Polaroid Eyewear
- Company type: Subsidiary
- Industry: Eyewear
- Founded: 1937 (as part of Polaroid Corporation)
- Founder: Edwin H. Land
- Headquarters: Padua, Italy
- Products: Polarized sunglasses, polarized lenses, optical frames, reading glasses, clip-on lenses
- Parent: StyleMark (2007–2011) Petters Group Worldwide (2002–2007) Polaroid Corporation (1937–2001) Safilo Group (2011–present)
- Website: polaroideyewear.com

= Polaroid Eyewear =

Eyeware manufacturer

Polaroid Eyewear manufactures polarized sunglasses and polarized lenses, as well as optical frames, reading glasses, and clip-on lenses.

Polaroid Eyewear was a part of the StyleMark group and sold to the Safilo Group in November 2011. Polaroid headquarters is located in Padua (Italy).

== History ==

Edwin Land, born in 1909 in Connecticut, invented Polaroid, the world's first polarizing material for commercial use, in 1929. He founded the Polaroid Corporation in 1937 in Cambridge, Massachusetts.
The company initially produced Polaroid Day Glasses, the first sunglasses with a polarizing filter.
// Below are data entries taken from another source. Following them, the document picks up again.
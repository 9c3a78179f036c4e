use consortium_core::{
    error::CoreError,
    financing::{calculate, FinancingTerms},
};

// ── Helpers ──────────────────────────────────────────────────────────────────

fn assert_close(a: f64, b: f64, what: &str) {
    let scale = a.abs().max(b.abs()).max(1.0);
    assert!(
        (a - b).abs() <= 1e-9 * scale,
        "{what}: {a} vs {b} differ beyond 1e-9 relative"
    );
}

fn reference_terms() -> FinancingTerms {
    FinancingTerms::new(100_000.0, 120, 15.0)
        .unwrap()
        .with_down_payment(20_000.0)
        .unwrap()
}

// ── Tests ────────────────────────────────────────────────────────────────────

#[test]
fn reference_quote_without_index() {
    let b = calculate(&reference_terms());

    assert_eq!(b.credit_letter_value, 80_000.0);
    assert_eq!(b.total_admin_cost, 12_000.0);
    assert_eq!(b.index_adjustment, 0.0);
    assert_eq!(b.total_with_adjustment, 92_000.0);
    assert_close(b.monthly_payment, 766.666_666_666_666_6, "monthly_payment");
    assert_close(b.monthly_amortization, 80_000.0 / 120.0, "monthly_amortization");
    assert_close(b.monthly_admin_fee, 100.0, "monthly_admin_fee");
}

/// Average-balance approximation: half the credit letter, charged at the
/// annual index rate for the contract length in years.
#[test]
fn index_adjustment_uses_average_balance() {
    let terms = reference_terms().with_index_rate(6.0).unwrap();
    let b = calculate(&terms);

    // 40_000 × 0.06 × 10 years
    assert_close(b.index_adjustment, 24_000.0, "index_adjustment");
    assert_close(b.total_with_adjustment, 116_000.0, "total_with_adjustment");
    assert_close(b.monthly_index_adjustment(), 200.0, "monthly_index_adjustment");
}

#[test]
fn monthly_payment_times_installments_matches_total() {
    let cases = [
        (250_000.0, 200, 0.0, 18.0, 7.5),
        (45_990.0, 72, 5_000.0, 14.0, 0.0),
        (1.0, 1, 0.0, 0.0, 0.0),
        (87_654.32, 37, 12_345.67, 16.5, 3.3),
        (0.0, 12, 0.0, 10.0, 5.0),
    ];

    for (asset, n, down, admin, index) in cases {
        let terms = FinancingTerms::new(asset, n, admin)
            .unwrap()
            .with_down_payment(down)
            .unwrap()
            .with_index_rate(index)
            .unwrap();
        let b = calculate(&terms);

        assert_eq!(b.credit_letter_value, asset - down);
        assert!(b.total_with_adjustment >= b.credit_letter_value);
        assert_close(
            b.monthly_payment * n as f64,
            b.total_with_adjustment,
            &format!("asset={asset} n={n}"),
        );
    }
}

#[test]
fn zero_index_total_is_credit_plus_admin_exactly() {
    let terms = FinancingTerms::new(73_210.55, 84, 17.25)
        .unwrap()
        .with_down_payment(3_210.55)
        .unwrap();
    let b = calculate(&terms);
    assert_eq!(b.total_with_adjustment, b.credit_letter_value + b.total_admin_cost);
}

#[test]
fn schedule_has_one_line_per_installment_summing_to_total() {
    let terms = reference_terms().with_index_rate(4.0).unwrap();
    let b = calculate(&terms);
    let schedule = b.schedule();

    assert_eq!(schedule.len(), 120);
    assert_eq!(schedule.first().unwrap().number, 1);
    assert_eq!(schedule.last().unwrap().number, 120);

    let total: f64 = schedule.iter().map(|l| l.payment).sum();
    assert!((total - b.total_with_adjustment).abs() < 1e-6, "sum={total}");

    let line = schedule[0];
    assert_close(
        line.amortization + line.admin_fee + line.index_adjustment,
        line.payment,
        "line components",
    );
}

#[test]
fn calculation_is_idempotent() {
    let terms = reference_terms().with_index_rate(5.5).unwrap();
    assert_eq!(calculate(&terms), calculate(&terms));
}

// ── Boundary validation ──────────────────────────────────────────────────────

#[test]
fn zero_installments_rejected() {
    let err = FinancingTerms::new(100_000.0, 0, 15.0).unwrap_err();
    assert!(
        matches!(err, CoreError::Validation { field: "installments", .. }),
        "got {err:?}"
    );
}

#[test]
fn negative_or_non_finite_asset_rejected() {
    assert!(FinancingTerms::new(-1.0, 12, 10.0).is_err());
    assert!(FinancingTerms::new(f64::NAN, 12, 10.0).is_err());
    assert!(FinancingTerms::new(f64::INFINITY, 12, 10.0).is_err());
}

#[test]
fn down_payment_above_asset_rejected() {
    let err = FinancingTerms::new(10_000.0, 12, 10.0)
        .unwrap()
        .with_down_payment(10_000.01)
        .unwrap_err();
    assert!(matches!(err, CoreError::Validation { field: "down_payment", .. }));
}

#[test]
fn down_payment_equal_to_asset_gives_zero_credit() {
    let terms = FinancingTerms::new(10_000.0, 12, 10.0)
        .unwrap()
        .with_down_payment(10_000.0)
        .unwrap();
    let b = calculate(&terms);
    assert_eq!(b.credit_letter_value, 0.0);
    assert_eq!(b.monthly_payment, 0.0);
}

#[test]
fn negative_rates_rejected() {
    assert!(FinancingTerms::new(10_000.0, 12, -0.5).is_err());
    let base = FinancingTerms::new(10_000.0, 12, 10.0).unwrap();
    assert!(matches!(
        base.with_index_rate(-1.0).unwrap_err(),
        CoreError::Validation { field: "index_rate_percent", .. }
    ));
}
In 1935 Land negotiated with American Optical Company to produce polarized sunglasses. Such glasses could screen out glare rather than simply darken the landscape. Land and Wheelwright contracted to begin production of Polaroid Day Glasses, a longtime source of revenue for Polaroid.

With venture capital from railroad tycoon W. Averell Harriman and merchant banker and part-time songwriter James P. Warburg, Edwin Land, George Wheelwright, and Julius Silver incorporated Polaroid Corporation on September 13, 1937. Polaroid began the manufacturing of polarizing sheet for windows in railroad observation cars.

In 1939 Day Glasses were the source of most of Polaroid's $35,000 profit, which introduced the first 3D movie glasses that same year. Although sales rose to $1 million in 1941, the company's 1940 losses had reached $100,000, and it was only World War II military contracts that saved Land and his 240 employees. By 1942 the wartime economy has tripled Polaroid's size. A $7 million navy contract to work on the Dove heat-seeking missile project is the largest contract Polaroid has ever had, though the bomb is not used during World War II.

Polaroid produced a number of other products for the Armed Forces, including a device that determined an aircraft's elevation above the horizon, an infrared night viewing device, goggles, lenses, color filters for periscopes, and range finders. At the beginning of its history Polaroid produced polarized sheets to be used for the elimination of automobile headlight glare. For the same reason sunglasses and filters were used by the American Army, especially for aviation, indeed Polaroid glasses were thought to protect aviator from sunlight but also atomic bomb explosions. Cool-Ray was a division of American Optical for the sunglasses. It was the originator of the polarized sunglass as it is known today. It manufactured the lenses using a process that was licensed from Polaroid Corporation. Cool-Ray paid Polaroid a royalty in the early 1940s.

In 1965 Polaroid moved its production to Vale of Leven in Scotland, a few years later in 1972 the production of sunglasses was added. It promotes a number of programs in the community on the health theme. Polaroid is the major sponsor of a series of 10K road races, which take place each June over various courses in west Dunbartonshire. In the next decades other plants were opened in Europe, South America and Far East.

In the 1960s the designer Oleg Cassini collaborated with Cool Ray and his influence is clear in many Polaroid models. In the 1980s, Polaroid launched aviator styles with interchangeable lenses in collaboration with tennis star Boris Becker. Kenneth Grange, renowned designer from Pentagram Design Partner, designed the unique IMAGE style in the 1980s.

The original Polaroid Corporation filed for federal bankruptcy protection on October 11, 2001. The outcome was that within ten months, most of the business (including the "Polaroid" name itself and non-bankrupt foreign subsidiaries) had been sold to Bank One's One Equity Partners (OEP). OEP Imaging Corporation then changed its name to Polaroid Holding Company (PHC). However, this new company operated using the name of its bankrupt predecessor, Polaroid Corporation.

Petters Group Worldwide, the owner of the Polaroid brand at the time, sold Polaroid Eyewear to specialist eyewear company StyleMark in March 2007.
StyleMark is a global distributor of fashion, sport, and children's sunglasses.

In 2011, it was acquired by the Italian group Safilo. Following the acquisition, Safilo moved Polaroid Eyewear's production from Scotland to China and the historic Scottish production site in Dumbarton was completely dismantled. In 2023, the brand introduced a new logo.